Some of you asked for a little bit of insight on how I am preparing for this so I will share with you…
Of course when it comes to these things, there are the facials and the manicures and pedicures, the spray tan and the body lotion, but all that stuff I mostly do myself as I am also a qualified beautician, so I took the day off today to do all that stuff.
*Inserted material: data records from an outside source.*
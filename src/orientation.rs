//! # Rotation
//!
//! xrandr names four rotations of an output. `left` and `right` turn the
//! picture by 90 degrees, which swaps the width and height of the
//! virtual screen area relative to the physical mode.

use std::fmt;
use std::str::FromStr;

use serde::{Deserialize, Serialize};

#[derive(Copy, Clone, Debug, PartialEq, Eq, Default, Serialize, Deserialize)]
#[serde(rename_all = "lowercase")]
pub enum Rotation {
    /// Zero degree rotation.
    #[default]
    Normal,
    /// 90 degree counter clockwise; screen "up" will be on the left side.
    Left,
    /// 180 degree rotation; screen will be flipped.
    Inverted,
    /// 90 degree clockwise; screen "up" will be on the right.
    Right,
}

impl Rotation {
    /// The keyword xrandr prints and accepts for `--rotate`.
    pub fn as_str(&self) -> &'static str {
        match *self {
            Self::Normal => "normal",
            Self::Left => "left",
            Self::Inverted => "inverted",
            Self::Right => "right",
        }
    }

    /// Convert to clockwise degrees.
    pub fn to_degrees(&self) -> u16 {
        match *self {
            Self::Normal => 0,
            Self::Right => 90,
            Self::Inverted => 180,
            Self::Left => 270,
        }
    }

    /// Whether width and height trade places under this rotation.
    pub fn swaps_axes(&self) -> bool {
        self.to_degrees() % 180 == 90
    }
}

impl fmt::Display for Rotation {
    fn fmt(&self, f: &mut fmt::Formatter<'_>) -> fmt::Result {
        f.write_str(self.as_str())
    }
}

impl FromStr for Rotation {
    type Err = String;

    fn from_str(s: &str) -> Result<Self, Self::Err> {
        match s {
            "normal" => Ok(Self::Normal),
            "left" => Ok(Self::Left),
            "inverted" => Ok(Self::Inverted),
            "right" => Ok(Self::Right),
            other => Err(format!("unknown rotation '{}'", other)),
        }
    }
}
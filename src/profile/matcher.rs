//! Matches stored profiles against the outputs that are connected right now.
//!
//! Every rule criterion that is set must hold, otherwise the whole
//! profile is out. Satisfied criteria add to the score: EDID 3,
//! preferred mode 2, supported mode 1. Ties on score go to the higher
//! priority, then to the profile listed first.

use std::collections::HashSet;

use tracing::debug;

use super::hash;
use crate::model::{Profile, Rule, XrandrConnection};

#[derive(Debug, Default)]
pub struct ProfileMatcher;

impl ProfileMatcher {
    pub fn new() -> Self {
        ProfileMatcher
    }

    /// Matching profiles with their scores, best first.
    pub fn match_profiles<'p>(
        &self,
        available_profiles: &'p [Profile],
        outputs: &[XrandrConnection],
    ) -> Vec<(u32, &'p Profile)> {
        let output_names: HashSet<&str> = outputs
            .iter()
            .filter(|o| o.is_connected())
            .map(|o| o.name.as_str())
            .collect();

        let candidates: Vec<&Profile> = available_profiles
            .iter()
            .filter(|p| {
                p.match_rules()
                    .map_or(false, |rules| rules.keys().all(|name| output_names.contains(name)))
            })
            .collect();

        debug!(
            "{}/{} profiles match outputs sets",
            candidates.len(),
            available_profiles.len()
        );

        let mut matching: Vec<(u32, &Profile)> = candidates
            .into_iter()
            .filter_map(|p| self.calculate_profile_score(p, outputs).map(|score| (score, p)))
            .collect();

        // Stable, so equal (score, priority) keep their input order.
        matching.sort_by(|a, b| (b.0, b.1.priority).cmp(&(a.0, a.1.priority)));
        matching
    }

    /// The best matching profile, if any.
    pub fn find_best<'p>(
        &self,
        available_profiles: &'p [Profile],
        outputs: &[XrandrConnection],
    ) -> Option<&'p Profile> {
        let matching = self.match_profiles(available_profiles, outputs);
        let (max_score, profile) = *matching.first()?;

        debug!("Found {} profiles with maximum score {}", matching.len(), max_score);
        debug!(
            "Selected profile {} with score {} and priority {}",
            profile.name, max_score, profile.priority
        );
        Some(profile)
    }

    /// Sum of the rule scores over the live outputs. Outputs without a
    /// rule add nothing. `None` as soon as one rule fails.
    fn calculate_profile_score(&self, profile: &Profile, outputs: &[XrandrConnection]) -> Option<u32> {
        debug!("Trying profile {}", profile.name);
        let rules = profile.match_rules()?;

        let mut score = 0;
        for output in outputs {
            let s = match rules.get(&output.name) {
                Some(rule) => self.score_rule(rule, output),
                None => Some(0),
            };
            match s {
                Some(s) => {
                    debug!("{} scored {} for output {}", profile.name, s, output.name);
                    score += s;
                }
                None => {
                    debug!("{} doesn't match {}", profile.name, output.name);
                    return None;
                }
            }
        }
        debug!("{} total score: {}", profile.name, score);
        Some(score)
    }

    /// Score of a single rule against a live output. A rule without
    /// criteria scores 0 but still needs a connected display.
    fn score_rule(&self, rule: &Rule, output: &XrandrConnection) -> Option<u32> {
        let display = output.display.as_ref()?;
        let mut score = 0;

        if let Some(edid) = &rule.edid {
            if hash(display.edid.as_deref()).as_ref() != Some(edid) {
                return None;
            }
            score += 3;
        }

        if let Some(prefers) = &rule.prefers {
            if display.preferred_mode.as_ref() != Some(prefers) {
                return None;
            }
            score += 2;
        }

        if let Some(supports) = &rule.supports {
            if !display.supported_modes.contains(supports) {
                return None;
            }
            score += 1;
        }

        Some(score)
    }
}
But of course the most important part of the prep comes way before…
I must say that I have become pretty good at making low fat, high protein (no condiments) meals look and taste interesting, but to make a long story short, my daily meals pretty much consists of:
- Oatmeal
- Egg whites
- Skinless chicken breast
- Tuna (in brine)
- Asparagus
- Fresh spinach
- Broccoli
- Protein shakes
- Yams (only in the beginning, not the last couple of days before the shoot)
- Water
I am on a four day workout program, which I have been maintaining for the last 3 weeks – Solid
Day 1 – 30 mins high intensity cardio
Chest, Triceps and abs (Weight training)
Day 2 – 30 mins high intensity cardio
Biceps, Back and shoulders (Weight training)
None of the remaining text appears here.